== PROBLEM TO WORK ON ==
From the listing below, count the lines that contain the string "reason", then state only that number.

== MATERIALS PROVIDED ==
impl AgentLoop {
    pub fn new(ctx: Arc<AppContext>, agent_id: impl Into<AgentId>) -> Self {
        let agent_id = agent_id.into();
        let workspace_root = ctx.workspaces.workspace_root(&agent_id);
        Self {
            ctx,
            agent_id,
            workspace_root,
            state: LoopState::Bootstrap,
            malformed_streak: 0,
        }
    }

    pub fn state(&self) -> LoopState {
        self.state
    }

    /// Runs the loop on its own task.
    pub fn spawn(ctx: Arc<AppContext>, agent_id: impl Into<AgentId>) -> LoopHandle {
        let agent_loop = Self::new(ctx, agent_id);
        let agent_id = agent_loop.agent_id.clone();
        let (stop_tx, stop_rx) = watch::channel(false);
        let join = tokio::spawn(agent_loop.run(stop_rx));
        LoopHandle {
            agent_id,
            stop_tx,
            join,
        }
    }

    fn transition(&mut self, next: LoopState) {
        if self.state != next {
            debug!(agent_id = %self.agent_id, "{:?} -> {:?}", self.state, next);
            self.state = next;
        }
    }

    pub async fn run(mut self, mut stop: watch::Receiver<bool>) {
        let Some(agent) = self.ctx.board.get_agent(&self.agent_id) else {
            error!(agent_id = %self.agent_id, "Agent not found, loop not started");
            self.transition(LoopState::Stopped);
            return;
        };
        info!(agent_id = %self.agent_id, "Starting loop for agent: {}", agent.name);

        match self.ctx.workspaces.create_workspace(&self.agent_id).await {
            Ok(root) => {
                info!(agent_id = %self.agent_id, "Workspace created: {}", root.display());
                self.workspace_root = root;
            }
            Err(e) => {
                error!(agent_id = %self.agent_id, "Cannot create workspace: {:#}", e);
                self.transition(LoopState::Stopped);
                return;
            }
        }
        self.transition(LoopState::IdleWait);

        while !*stop.borrow() {
            let Some(agent) = self.ctx.board.get_agent(&self.agent_id) else {
                info!(agent_id = %self.agent_id, "Agent removed, stopping loop");
                break;
            };

            let pause = match agent.status {
                AgentStatus::Idle => self.idle_step().await,
                AgentStatus::Working => self.working_step(agent.current_task_id).await,
                AgentStatus::Paused => {
                    self.transition(LoopState::Paused);
                    self.ctx
                        .board
                        .update_agent_activity(&self.agent_id, "Waiting for user input...");
                    Some(self.ctx.settings.paused_poll())
                }
                AgentStatus::Error => {
                    self.transition(LoopState::Stuck);
                    Some(self.ctx.settings.paused_poll())
                }
            };

            if let Some(duration) = pause {
                let wake_on_change = matches!(self.state, LoopState::IdleWait);
                if self.wait(duration, wake_on_change, &mut stop).await {
                    break;
                }
            }
        }

        self.transition(LoopState::Stopped);
        info!(agent_id = %self.agent_id, "Agent loop stopped");
    }

    /// Sleeps for `duration`. An idle loop also wakes on any board change;
    /// working and paused loops keep their full pacing interval. Returns true
    /// when a stop was requested.
    async fn wait(&self, duration: Duration, wake_on_change: bool, stop: &mut watch::Receiver<bool>) -> bool {
        let changed = self.ctx.board.changed().notified();
        let sender_gone = tokio::select! {
            _ = tokio::time::sleep(duration) => false,
            _ = changed, if wake_on_change => false,
            res = stop.changed() => res.is_err(),
        };
        sender_gone || *stop.borrow()
    }

    async fn idle_step(&mut self) -> Option<Duration> {
        self.transition(LoopState::IdleWait);
        let board = &self.ctx.board;
        board.update_agent_activity(&self.agent_id, "Waiting for new tasks...");

        match board.assign_next_task(&self.agent_id) {
            Some(task) => {
                info!(agent_id = %self.agent_id, "Picked up task: {}", task.title);
                self.malformed_streak = 0;
                self.log(&format!(
                    "### Task Initiative\n**Mission:** {}\nAgent is initializing the workspace.",
                    task.title
                ))
                .await;
                None
            }
            None => Some(self.ctx.settings.idle_poll()),
        }
    }

    async fn working_step(&mut self, task_id: Option<String>) -> Option<Duration> {
        self.transition(LoopState::Working);
        let Some(task_id) = task_id else {
            warn!(agent_id = %self.agent_id, "Agent WORKING without a task, resetting");
            self.ctx.board.reset_agent(&self.agent_id);
            return None;
        };

        let outcome = self.cycle(&task_id).await;
        debug!(agent_id = %self.agent_id, "Cycle outcome: {:?}", outcome);

        let still_working = matches!(
            self.ctx.board.get_agent(&self.agent_id),
            Some(agent) if agent.status == AgentStatus::Working
        );
        still_working.then(|| self.ctx.settings.cycle_pause())
    }

    /// One decision cycle. Errors and panics stop here.
    pub async fn cycle(&mut self, task_id: &str) -> CycleOutcome {
        let agent_id = self.agent_id.clone();
        match AssertUnwindSafe(self.run_cycle(task_id)).catch_unwind().await {
            Ok(Ok(outcome)) => outcome,
            Ok(Err(e)) => {
                error!(agent_id = %agent_id, "Cycle failed: {:#}", e);
                CycleOutcome::Failed(format!("{:#}", e))
            }
            Err(panic) => {
                let message = panic
                    .downcast_ref::<&str>()
                    .map(|s| s.to_string())
                    .or_else(|| panic.downcast_ref::<String>().cloned())
                    .unwrap_or_else(|| "unknown panic".to_string());
                error!(agent_id = %agent_id, "Cycle panicked: {}", message);
                CycleOutcome::Failed(message)
            }
        }
    }

    async fn run_cycle(&mut self, task_id: &str) -> Result<CycleOutcome> {
        let ctx = self.ctx.clone();
        let board = &ctx.board;
        let (Some(task), Some(agent)) = (board.get_task(task_id), board.get_agent(&self.agent_id)) else {
            return Ok(CycleOutcome::Vanished);
        };

        let logs = ctx.memory.recent_logs(ctx.settings.recent_log_days).await?;
        let knowledge = ctx.memory.read_knowledge().await?;
        let tools = ctx.tools.list();
        let messages = prompt::compose(&prompt::PromptContext {
            task_title: &task.title,
            knowledge: &knowledge,
            workspace_root: &self.workspace_root,
            latest_log: logs.first().map(String::as_str),
            tools: &tools,
            pending_input: agent.pending_input.as_deref(),
        });

        board.update_agent_activity(&self.agent_id, format!("Thinking about: {}", task.title));
        let raw = ctx
            .providers
            .generate(&messages, &agent.config.provider, &GenerationConfig::from(&agent.config))
            .await?;

        let parsed = match parse_decision(&raw, |name| ctx.tools.contains(name)) {
            Ok(parsed) => {
                self.malformed_streak = 0;
                parsed
            }
            Err(e) => return Ok(self.on_malformed(&e, &raw).await),
        };
        info!(agent_id = %self.agent_id, "Thought: {}", parsed.thought);

        match parsed.decision {
            Decision::Complete { result } => {
                board.update_agent_activity(&self.agent_id, "Finalizing task...");
                board.complete_task(task_id, &self.agent_id, result);
                info!(agent_id = %self.agent_id, "Task completed: {}", task.title);
                self.log(&format!(
                    "## Mission Accomplished\nTask **{}** has been successfully completed.",
                    task.title
                ))
                .await;
                board.update_agent_activity(&self.agent_id, "Mission complete.");
                Ok(CycleOutcome::Completed)
            }
            Decision::AskUser { question } => {
                board.update_agent_activity(&self.agent_id, "Paused for input.");
                board.request_input(task_id, &self.agent_id, question.clone());
                self.log(&format!("### Attention Required\n**Agent asks:** {}", question))
                    .await;
                Ok(CycleOutcome::AwaitingInput)
            }
            Decision::InvokeTool { name, args } => {
                board.update_agent_activity(&self.agent_id, format!("Executing tool: {}", name));
                let written_path = (name == WRITE_FILE_TOOL)
                    .then(|| args.get("path").and_then(|p| p.as_str()))
                    .flatten()
                    .and_then(|p| workspace_relative(&self.workspace_root, p));

                let tool_ctx = ToolContext {
                    workspace_root: self.workspace_root.clone(),
                    agent_id: self.agent_id.clone(),
                };
                let result = ctx.tools.invoke(&name, args, &tool_ctx).await;
                let snippet = truncate_snippet(&result.content, SNIPPET_LIMIT);
                debug!(agent_id = %self.agent_id, "Result of {}: {}", name, snippet);

                if let (false, Some(path)) = (result.is_error, written_path) {
                    board.add_artifact(task_id, Artifact::new(path.clone(), ArtifactKind::File, path));
                }
                let progress = if parsed.thought.is_empty() {
                    format!("Ran {}", name)
                } else {
                    parsed.thought.clone()
                };
                board.update_task_progress(task_id, progress);

                self.log(&format!(
                    "#### Tool Execution: {}\n**Thought:** {}\n\n**Result Snippet:**\n```\n{}\n```",
                    name, parsed.thought, snippet
                ))
                .await;
                board.update_agent_activity(&self.agent_id, format!("Finished {}. Pacing...", name));

                if let Some(input) = agent.pending_input.as_deref() {
                    board.consume_agent_input(&self.agent_id, input);
                }
                Ok(CycleOutcome::ToolInvoked {
                    tool: name,
                    is_error: result.is_error,
                })
            }
            Decision::Unknown { name } => {
                warn!(agent_id = %self.agent_id, "Unknown tool: {}", name);
                board.update_agent_activity(&self.agent_id, format!("Unknown action: {}", name));
                Ok(CycleOutcome::UnknownAction(name))
            }
        }
    }

    async fn on_malformed(&mut self, error: &DecisionError, raw: &str) -> CycleOutcome {
        self.malformed_streak += 1;
        warn!(
            agent_id = %self.agent_id,
            "Failed to parse LLM response ({} in a row): {}",
            self.malformed_streak,
            error
        );
        debug!(agent_id = %self.agent_id, "Raw response: {}", raw);

        let limit = self.ctx.settings.max_malformed_responses;
        if limit == 0 || self.malformed_streak < limit {
            return CycleOutcome::Malformed;
        }

        let reason = format!(
            "Stuck: {} unparseable responses in a row ({})",
            self.malformed_streak, error
        );
        self.ctx.board.mark_agent_stuck(&self.agent_id, reason.clone());
        self.log(&format!("### Agent Stuck\n{}", reason)).await;
        self.malformed_streak = 0;
        CycleOutcome::Stuck
    }

    async fn log(&self, content: &str) {
        if let Err(e) = self.ctx.memory.append_log(content, &self.agent_id).await {
            warn!(agent_id = %self.agent_id, "Failed to write memory log: {:#}", e);
        }
    }
}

== THE ANSWER ==
3